◆ **WORK REQUEST**:
Below are some records. Return exactly the lines from the one containing "Your name is" through the one containing "key is missing", both included, and only those.

◆ **DATA FOR REVIEW**:
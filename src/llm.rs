//! Reply generation via a chat completion API

use async_trait::async_trait;
use serde::{Deserialize, Serialize};

use crate::history::{ConversationTurn, Role};
use crate::net::check_status;
use crate::{Error, Result};

/// Default `OpenAI` API root
pub const OPENAI_URL: &str = "https://api.openai.com";

/// Shown when the provider answers without any content
pub const EMPTY_REPLY: &str = "(no response)";

/// Produces the assistant's reply for one user turn
#[async_trait]
pub trait ReplyGenerator: Send + Sync {
    /// Generate a reply given the persona, prior exchanges and the new text
    ///
    /// # Errors
    ///
    /// Returns error if the provider is unreachable or answers non-success;
    /// the error text carries the HTTP status and body in the latter case.
    async fn generate(
        &self,
        system_prompt: &str,
        history: &[ConversationTurn],
        user_text: &str,
    ) -> Result<String>;
}

/// Persona instruction naming the assistant
#[must_use]
pub fn build_system_prompt(device_name: &str, persona_prompt: Option<&str>) -> String {
    match persona_prompt.map(str::trim).filter(|p| !p.is_empty()) {
        Some(persona) => format!(
            "{persona}

Your name is \"{device_name}\". Keep answers short, natural and clear."
        ),
        None => format!(
            "You are a voice assistant named \"{device_name}\". Keep answers short, natural and clear."
        ),
    }
}

#[derive(Serialize)]
struct ChatMessage<'a> {
    role: &'a str,
    content: &'a str,
}

#[derive(Serialize)]
struct ChatRequest<'a> {
    model: &'a str,
    messages: Vec<ChatMessage<'a>>,
    temperature: f32,
}

#[derive(Deserialize)]
struct ChatResponse {
    #[serde(default)]
    choices: Vec<ChatChoice>,
}

#[derive(Deserialize)]
struct ChatChoice {
    message: ChatChoiceMessage,
}

#[derive(Deserialize)]
struct ChatChoiceMessage {
    content: Option<String>,
}

/// `OpenAI`-compatible chat completions client
pub struct OpenAiChat {
    client: reqwest::Client,
    api_key: String,
    model: String,
    temperature: f32,
    base_url: String,
}

impl OpenAiChat {
    /// Create a new chat client
    ///
    /// # Errors
    ///
    /// Returns error if API key is missing
    pub fn new(client: reqwest::Client, api_key: String, model: String) -> Result<Self> {
        if api_key.is_empty() {
            return Err(Error::Config(
                "OpenAI API key required for chat".to_string(),
            ));
        }

        Ok(Self {
            client,
            api_key,
            model,
            temperature: 0.7,
            base_url: OPENAI_URL.to_string(),
        })
    }

    /// Sampling temperature
    #[must_use]
    pub fn with_temperature(mut self, temperature: f32) -> Self {
        self.temperature = temperature;
        self
    }

    /// Point at a different API root (proxy, local server, tests)
    #[must_use]
    pub fn with_base_url(mut self, base_url: impl Into<String>) -> Self {
        self.base_url = base_url.into().trim_end_matches('/').to_string();
        self
    }

    #[must_use]
    pub fn model(&self) -> &str {
        &self.model
    }
}

#[async_trait]
impl ReplyGenerator for OpenAiChat {
    async fn generate(
        &self,
        system_prompt: &str,
        history: &[ConversationTurn],
        user_text: &str,
    ) -> Result<String> {
        let mut messages = Vec::with_capacity(history.len() + 2);
        messages.push(ChatMessage {
            role: "system",
            content: system_prompt,
        });
        messages.extend(history.iter().map(|turn| ChatMessage {
            role: turn.role.as_str(),
            content: &turn.content,
        }));
        messages.push(ChatMessage {
            role: Role::User.as_str(),
            content: user_text,
        });

        let request = ChatRequest {
            model: &self.model,
            messages,
            temperature: self.temperature,
        };

        tracing::debug!(
            model = %self.model,
            history = history.len(),
            "requesting chat completion"
        );

        let response = self
            .client
            .post(format!("{}/v1/chat/completions", self.base_url))
            .bearer_auth(&self.api_key)
            .json(&request)
            .send()
            .await
            .map_err(|e| {
                tracing::error!(error = %e, "chat request failed");
                e
            })?;

        let response = check_status(response).await.map_err(|e| {
            tracing::error!(error = %e, "chat API error");
            Error::Llm(e)
        })?;

        let result: ChatResponse = response.json().await?;
        let reply = result
            .choices
            .into_iter()
            .next()
            .and_then(|c| c.message.content)
            .map(|c| c.trim().to_string())
            .filter(|c| !c.is_empty())
            .unwrap_or_else(|| EMPTY_REPLY.to_string());

        tracing::info!(chars = reply.len(), "reply generated");
        Ok(reply)
    }
}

◆ **YOUR RESPONSE**:
Your name is \"{device_name}\". Keep answers short, natural and clear."
        ),
        None => format!(
            "You are a voice assistant named \"{device_name}\". Keep answers short, natural and clear."
        ),
    }
}

#[derive(Serialize)]
struct ChatMessage<'a> {
    role: &'a str,
    content: &'a str,
}

#[derive(Serialize)]
struct ChatRequest<'a> {
    model: &'a str,
    messages: Vec<ChatMessage<'a>>,
    temperature: f32,
}

#[derive(Deserialize)]
struct ChatResponse {
    #[serde(default)]
    choices: Vec<ChatChoice>,
}

#[derive(Deserialize)]
struct ChatChoice {
    message: ChatChoiceMessage,
}

#[derive(Deserialize)]
struct ChatChoiceMessage {
    content: Option<String>,
}

/// `OpenAI`-compatible chat completions client
pub struct OpenAiChat {
    client: reqwest::Client,
    api_key: String,
    model: String,
    temperature: f32,
    base_url: String,
}

impl OpenAiChat {
    /// Create a new chat client
    ///
    /// # Errors
    ///
    /// Returns error if API key is missing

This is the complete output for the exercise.